Alliteration adds to auditory imagery in poems and passages by enhancing an expression of mood the poet wishes to express. In analyzing quotations, a skill needed for the high school standardized tests, it is important to understand voice. 

Find Examples of Alliteration, Imagery, Voice

Read the following well known lines from “The Waste Land” by T. S. Eliot, “Death be not Proud” by John Donne, The English Patient by Michael Ondaatje, and “Beverly Hills, Chicago” by Gwendolyn Brooks. Look for examples of alliteration, then think about the effect it has on the imagery and voice of the poem or passage.

by T. S. Eliot, “The Waste Land”

A woman drew her long black hair out tight
And fiddled whisper music on those strings
And bats with baby faces in the violet light
Whistled, and beat their wings
And crawled head downward down a blackened wall
And upside down in air were towers
Tolling reminiscent bells, that kept the hours
And voices singing out of empty cisterns and exhausted wells.

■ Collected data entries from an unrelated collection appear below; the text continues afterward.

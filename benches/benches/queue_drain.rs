// Copyright 2025 the Understory Authors
// SPDX-License-Identifier: Apache-2.0 OR MIT

use std::time::Duration;

use criterion::{BatchSize, Criterion, Throughput, black_box, criterion_group, criterion_main};
use kurbo::{Point, Rect, Size};
use understory_toast::{
    ContentNode, DismissTimer, Host, HostId, OverlayFlags, Position, Settings, ShowOptions,
    Toaster, Transition,
};

/// Host that completes nothing by itself; the bench loop delivers tokens.
struct NullHost {
    id: HostId,
    fades: Vec<Transition>,
    timers: Vec<DismissTimer>,
}

impl NullHost {
    fn new(id: u64) -> Self {
        Self {
            id: HostId(id),
            fades: Vec::new(),
            timers: Vec::new(),
        }
    }
}

impl Host for NullHost {
    type View = u32;

    fn id(&self) -> HostId {
        self.id
    }

    fn bounds(&self) -> Rect {
        Rect::new(0.0, 0.0, 390.0, 844.0)
    }

    fn attach(&mut self, view: u32, center: Point, _: OverlayFlags) {
        black_box((view, center));
    }

    fn detach(&mut self, view: u32) {
        black_box(view);
    }

    fn fade(&mut self, _: u32, _: f64, _: Duration, transition: Transition) {
        self.fades.push(transition);
    }

    fn start_timer(&mut self, _: Duration, timer: DismissTimer) {
        self.timers.push(timer);
    }

    fn cancel_timer(&mut self, timer: DismissTimer) {
        self.timers.retain(|t| *t != timer);
    }
}

fn node(view: u32) -> ContentNode<u32> {
    ContentNode {
        view,
        size: Size::new(200.0, 48.0),
    }
}

/// Deliver fades until idle, then fire timers; repeat until nothing is left.
fn drain(toaster: &mut Toaster<u32>, host: &mut NullHost) {
    loop {
        while !host.fades.is_empty() {
            for t in std::mem::take(&mut host.fades) {
                toaster.animation_finished(host, t);
            }
        }
        if host.timers.is_empty() {
            break;
        }
        for t in std::mem::take(&mut host.timers) {
            toaster.timer_fired(host, t);
        }
    }
}

fn bench_queue(c: &mut Criterion) {
    let mut group = c.benchmark_group("queue_drain");
    for &n in &[16_u32, 256, 4096] {
        group.throughput(Throughput::Elements(u64::from(n)));
        group.bench_function(format!("fifo_{n}"), |b| {
            b.iter_batched(
                || {
                    let mut toaster = Toaster::with_settings(Settings {
                        queue_enabled: true,
                        ..Settings::default()
                    });
                    let mut host = NullHost::new(1);
                    for view in 0..n {
                        toaster.show_toast(&mut host, node(view), ShowOptions::new());
                    }
                    (toaster, host)
                },
                |(mut toaster, mut host)| {
                    drain(&mut toaster, &mut host);
                    black_box(toaster.queued_toasts(host.id))
                },
                BatchSize::SmallInput,
            );
        });
    }
    group.finish();
}

fn bench_overlap(c: &mut Criterion) {
    let mut group = c.benchmark_group("overlap_hide_all");
    for &n in &[16_u32, 256] {
        group.throughput(Throughput::Elements(u64::from(n)));
        group.bench_function(format!("hide_all_{n}"), |b| {
            b.iter_batched(
                || {
                    let mut toaster = Toaster::new();
                    let mut host = NullHost::new(1);
                    for view in 0..n {
                        toaster.show_toast(
                            &mut host,
                            node(view),
                            ShowOptions::new().at(Position::Top),
                        );
                    }
                    (toaster, host)
                },
                |(mut toaster, mut host)| {
                    toaster.hide_all_toasts(&mut host, true, true);
                    drain(&mut toaster, &mut host);
                    black_box(toaster.active_toasts(host.id).count())
                },
                BatchSize::SmallInput,
            );
        });
    }
    group.finish();
}

criterion_group!(benches, bench_queue, bench_overlap);
criterion_main!(benches);
// Copyright 2025 the Understory Authors
// SPDX-License-Identifier: Apache-2.0 OR MIT

//! Manager-wide defaults and policies.

use core::time::Duration;

use crate::position::Position;
use crate::style::Style;

/// Defaults and policies shared by every host of a [`Toaster`](crate::Toaster).
///
/// The toaster reads these at the moment each operation runs. Changing a
/// setting affects the next operation only: a toast already on screen keeps
/// the duration it was requested with and the timer it already armed.
#[derive(Clone, Copy, Debug, PartialEq)]
#[cfg_attr(feature = "serde", derive(serde::Serialize, serde::Deserialize))]
#[cfg_attr(feature = "serde", serde(default))]
pub struct Settings {
    /// Style used when a request does not carry its own, and for all fades.
    pub style: Style,
    /// Attach a tap recognizer to new toasts; a tap hides the toast.
    pub tap_to_dismiss: bool,
    /// Show one toast at a time per host, queueing the rest in FIFO order.
    ///
    /// When off, toasts are shown immediately and may overlap.
    pub queue_enabled: bool,
    /// Time a toast stays fully visible when the request leaves it unset.
    pub duration: Duration,
    /// Position used when the request leaves it unset.
    pub position: Position,
}

impl Default for Settings {
    fn default() -> Self {
        Self {
            style: Style::default(),
            tap_to_dismiss: true,
            queue_enabled: false,
            duration: Duration::from_secs(3),
            position: Position::Bottom,
        }
    }
}
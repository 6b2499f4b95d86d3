// Copyright 2025 the Understory Authors
// SPDX-License-Identifier: Apache-2.0 OR MIT

//! Activity overlay next to overlapping toasts.
//!
//! Shows a spinner, two overlapping toasts, then hides everything at once.
//!
//! Run:
//! - `RUST_LOG=debug cargo run -p understory_toast_demos --example activity`

use kurbo::Point;
use understory_toast::{Host, Position, ToastRequest, Toaster};
use understory_toast_demos::ConsoleHost;

fn main() {
    env_logger::init();

    let mut toaster = Toaster::new();
    let mut host = ConsoleHost::new(1, 390.0, 844.0);

    toaster.make_toast_activity(&mut host, Position::Center);
    // Ignored: the host already shows one.
    toaster.make_toast_activity(&mut host, Point::new(40.0, 40.0));

    toaster.make_toast(&mut host, ToastRequest::message("Uploading…"));
    toaster.make_toast(
        &mut host,
        ToastRequest::message("Still working").position(Position::Top),
    );
    println!(
        "active: {:?}, activity: {:?}",
        toaster.active_toasts(host.id()).collect::<Vec<_>>(),
        toaster.activity(host.id())
    );

    // Take everything down while it is still fading in.
    toaster.hide_all_toasts(&mut host, true, true);
    host.run(&mut toaster);
    println!(
        "active: {}, activity: {:?}",
        toaster.active_toasts(host.id()).count(),
        toaster.activity(host.id())
    );
}
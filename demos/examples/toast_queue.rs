// Copyright 2025 the Understory Authors
// SPDX-License-Identifier: Apache-2.0 OR MIT

//! Queued toasts.
//!
//! Three toasts are requested at once with queueing enabled. They appear one
//! after another; the second is dismissed early by a tap.
//!
//! Run:
//! - `RUST_LOG=debug cargo run -p understory_toast_demos --example toast_queue`

use std::time::Duration;

use understory_toast::{Host, Position, Settings, ToastRequest, Toaster};
use understory_toast_demos::{ConsoleHost, Event};

fn main() {
    env_logger::init();

    let mut toaster = Toaster::with_settings(Settings {
        queue_enabled: true,
        ..Settings::default()
    });
    let mut host = ConsoleHost::new(1, 390.0, 844.0);

    toaster.make_toast(
        &mut host,
        ToastRequest::message("Connected")
            .duration(Duration::from_secs(1))
            .on_completion(|tapped| println!("first done (tapped: {tapped})")),
    );
    let second = toaster.make_toast(
        &mut host,
        ToastRequest::message("3 new messages")
            .title("Inbox")
            .position(Position::Top)
            .on_completion(|tapped| println!("second done (tapped: {tapped})")),
    );
    toaster.make_toast(
        &mut host,
        ToastRequest::message("Synced")
            .image("check")
            .position(Position::Center)
            .on_completion(|tapped| println!("third done (tapped: {tapped})")),
    );
    // An empty request is logged and dropped.
    toaster.make_toast(&mut host, ToastRequest::new());

    println!("queued: {}", toaster.queued_toasts(host.id()));

    // The second toast starts fading in at 1.4s; tap it a second later.
    if let Some(view) = second {
        host.schedule(Duration::from_millis(2400), Event::Tap(view));
    }
    host.run(&mut toaster);
    println!("idle at {}ms", host.now().as_millis());
}
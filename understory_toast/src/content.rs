// Copyright 2025 the Understory Authors
// SPDX-License-Identifier: Apache-2.0 OR MIT

//! What goes on a toast card, and the toolkit hook that turns it into a view.
//!
//! Layout is not done here. The toolkit implements [`ContentBuilder`] and is
//! free to arrange image, title, and message as it likes (typically image on
//! the left, title over message on the right, capped by
//! [`Style::max_width_percentage`] and [`Style::max_height_percentage`]). The
//! toaster only needs the measured [`ContentNode::size`] to place the card.

use alloc::string::String;

use kurbo::Size;

use crate::error::ToastError;
use crate::host::Host;
use crate::style::Style;

/// The text and image of one toast. Holds at least one of the three.
#[derive(Clone, Debug, PartialEq)]
pub struct ToastContent<I> {
    message: Option<String>,
    title: Option<String>,
    image: Option<I>,
}

impl<I> ToastContent<I> {
    /// Validate a message/title/image triple.
    ///
    /// Fails with [`ToastError::MissingContent`] when all three are absent.
    pub fn new(
        message: Option<String>,
        title: Option<String>,
        image: Option<I>,
    ) -> Result<Self, ToastError> {
        if message.is_none() && title.is_none() && image.is_none() {
            return Err(ToastError::MissingContent);
        }
        Ok(Self {
            message,
            title,
            image,
        })
    }

    /// A message-only toast.
    pub fn message(message: impl Into<String>) -> Self {
        Self {
            message: Some(message.into()),
            title: None,
            image: None,
        }
    }

    /// A toast with a title over its message.
    pub fn titled(title: impl Into<String>, message: impl Into<String>) -> Self {
        Self {
            message: Some(message.into()),
            title: Some(title.into()),
            image: None,
        }
    }

    /// Add or replace the image.
    #[must_use]
    pub fn with_image(mut self, image: I) -> Self {
        self.image = Some(image);
        self
    }

    /// Message text, if any.
    pub fn message_text(&self) -> Option<&str> {
        self.message.as_deref()
    }

    /// Title text, if any.
    pub fn title_text(&self) -> Option<&str> {
        self.title.as_deref()
    }

    /// Image, if any.
    pub fn image(&self) -> Option<&I> {
        self.image.as_ref()
    }
}

/// A built overlay view together with its measured size.
#[derive(Clone, Copy, Debug, PartialEq)]
pub struct ContentNode<V> {
    /// The toolkit view, not yet attached.
    pub view: V,
    /// Measured size, used to anchor the view.
    pub size: Size,
}

/// Builds overlay views for a [`Host`].
pub trait ContentBuilder: Host {
    /// Toolkit image type carried by toasts.
    type Image;

    /// Build a toast card for `content`, styled with `style`.
    fn build_toast(
        &mut self,
        content: ToastContent<Self::Image>,
        style: &Style,
    ) -> ContentNode<Self::View>;

    /// Build an activity indicator card of `style.activity_size`.
    fn build_activity(&mut self, style: &Style) -> ContentNode<Self::View>;
}

/// Validate the parts and build a toast card.
///
/// Fails with [`ToastError::MissingContent`] when message, title, and image
/// are all absent; the builder is not called in that case.
pub fn build<B: ContentBuilder>(
    builder: &mut B,
    message: Option<String>,
    title: Option<String>,
    image: Option<B::Image>,
    style: &Style,
) -> Result<ContentNode<B::View>, ToastError> {
    let content = ToastContent::new(message, title, image)?;
    Ok(builder.build_toast(content, style))
}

John Donne, “Death be not Proud”

Death be not proud, though some have called thee
Mighty and dreadful, for thou art not so;
For those whom thou think’st thou dost overthrow
Die not, poor Death; nor yet canst though kill me.
From rest and sleep, which but thy pictures be,
Much pleasure, then from thee much more must flow;

Michael Ondaatje, The English Patient

She is a woman who misses moisture, who has always loved low green hedges and ferns.

Gwendolyn Brooks, “Beverly Hills, Chicago”

The dry brown coughing beneath their feet,
(Only a while, for the handyman is on his way)
These people walk their golden gardens.
We say ourselves fortunate to be driving by today.

That we may look at them, in their gardens where
The summer ripeness rots. But not raggedly.
Even the leaves fall down in lovelier patterns here.
And the refuse, the refuse is a neat brilliancy.